Friday, 18 December 2015

The Priest-Kings of Thelema

Do what thou wilt shall be the whole of the Law.
“Call it a new religion, then, if it so please your Gracious Majesty; but I confess that I fail to see what you will have gained by so doing, and I feel bound to add that you might easily cause a great deal of misunderstanding, and work a rather stupid kind of mischief. The word does not occur in The Book of the Law.”
Aleister Crowley, “Religion: Is Thelema a New Religion?” Magick Without Tears

On the 27th November 2015 the Cairo Post published the following item: “The sarcophagus of the priest Ankh-f-n-khonsu has been unearthed in Cairo.” Within hours the story proliferated on the web. Not that many of us are experts on Egyptology or the factual background to Aleister and Rose Crowley’s mediumistic reception of Liber AL vel Legis in 1904 e.v. Thelemites will know, though, that the Graeco-Egyptian Book of the Law transmission was activated by the newly wedded couple’s discovery of a certain funeral stele numbered “666” in the Boulak museum in Cairo. When the news story was released, thousands leapt to the conclusion that the sarcophagus belonged to Ankh-af-na-khonsu of the Stele of Revealing that initiated the modern cult of Thelema. Not so, pointed out the experts, since the sarcophagus of the priest and scribe of the Stele is already known about and it is not this one. Photographs of the sarcophagus and Stele of Revealing, as kept at the Boulak, appear in the restored edition of Aleister Crowley’s Magick. Here is the photograph of the belongings of the 26th dynasty priest and scribe Ankh af-na-khonsu, to whom the Stele of Revealing belonged. The Stele of Revealing can be seen in the photograph, propped up and backward facing:

Ankh af-na-khonsu artifacts, Boulak Cairo

The rumour was thus quickly squashed and silly people were chastised for assuming that the newly unearthed sarcophagus, dating to a couple of centuries earlier than the Stele 666, was that of the priest and scribe Ankh-af-na-khonsu mentioned in The Book of the Law. In fact, it turns out that the newly unearthed sarcophagus was that of a member of the same Theban cult. Initiates of the cult all took the eponymous name or title, “Ankh-af-na-khonsu”.

Oddly enough, no one seems to have thought this one through any further.
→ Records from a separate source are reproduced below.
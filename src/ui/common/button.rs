use leptos::prelude::*;

/// Button variant types
#[derive(Clone, Copy, PartialEq)]
pub enum ButtonVariant {
    /// Filled, accent colour
    Contained,
    /// Text-only, styled as a link
    Link,
}

impl ButtonVariant {
    fn class(&self) -> &'static str {
        match self {
            ButtonVariant::Contained => "btn-primary",
            ButtonVariant::Link => "btn-link",
        }
    }
}

/// Native `type` attribute of a button
#[derive(Clone, Copy, PartialEq)]
pub enum ButtonType {
    Button,
    Submit,
}

impl ButtonType {
    fn as_str(&self) -> &'static str {
        match self {
            ButtonType::Button => "button",
            ButtonType::Submit => "submit",
        }
    }
}

/// Shared button
#[component]
pub fn Button(
    #[prop(default = ButtonVariant::Contained)]
    variant: ButtonVariant,
    #[prop(default = ButtonType::Button)]
    button_type: ButtonType,
    /// Click handler; submit buttons usually leave this to the form
    #[prop(optional)]
    on_click: Option<Callback<()>>,
    /// Additional CSS classes
    #[prop(into, default = String::new())]
    class: String,
    children: Children,
) -> impl IntoView {
    let base_classes = format!("btn-base {}", variant.class());
    let full_classes = if class.is_empty() {
        base_classes
    } else {
        format!("{} {}", base_classes, class)
    };

    view! {
        <button
            type=button_type.as_str()
            class=full_classes
            on:click=move |_| {
                if let Some(callback) = on_click.as_ref() {
                    callback.run(());
                }
            }
        >
            {children()}
        </button>
    }
}
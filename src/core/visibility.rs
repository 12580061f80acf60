/// Password visibility flag for the login screen
#[derive(Debug, Clone, Copy, Default, PartialEq, Eq)]
pub struct PasswordVisibility {
    is_password_visible: bool,
}

impl PasswordVisibility {
    pub fn toggle(&mut self) {
        self.is_password_visible = !self.is_password_visible;
    }

    pub fn is_visible(&self) -> bool {
        self.is_password_visible
    }

    /// `type` attribute for the password input
    pub fn input_type(&self) -> &'static str {
        if self.is_password_visible {
            "text"
        } else {
            "password"
        }
    }
}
The implications for the (modern) cult of Thelema are profound. The prophet Ankh-af-na-khonsu mentioned in Liber AL vel Legis does not refer to any particular individual, it refers to all members of an Initiatic cult that existed in Egypt at least centuries before the 26th Dynasty. This ties in very neatly with our “unofficial comment” on the Book of the Law, The Law of Thelema—Quantum Yoga. In that book we draw a distinction between Aleister Crowley as the scribe of the Liber AL vel Legis revelation, and the Ankh-af-na-khonsu that is referred to as “prophet and scribe” in the book. Crowley believed in reincarnation, a common belief with occultists of the 20th century. He assumed that Ankh-af-na-khonsu was himself in a ‘past life’ in the 26th dynasty of ancient Egypt. In The Law of Thelema, we place more emphasis on Thelema as a timeless wisdom, embedded in the Hermetic-Gnostic tradition.

In a sense, the last piece of jigsaw puzzle has now completed the picture, and perhaps the “secret that has not yet been revealed” (Liber AL, II: 1) is finally out – at least for anyone that fervently desires to know it. Aleister and Rose Crowley succeeded in cracking open an inner plane time capsule, in a manner of speaking. The transmission from Thebes is to convey the direct knowledge revelation of a prophetic Theban cult, the cult of Ankh-af-na-khonsu, whose name literally means, “Life of the Sky-rider”. The Rider of the Sky was an Egyptian name for the Moon, in particular, the god Khonsu, the child of Mut and Amoun. To the Theban cult, Khonsu assumed all the attributes of other gods such as Atem Ra, Horus and Amoun, and carried the Left-eye of the Moon as his totem hieroglyph.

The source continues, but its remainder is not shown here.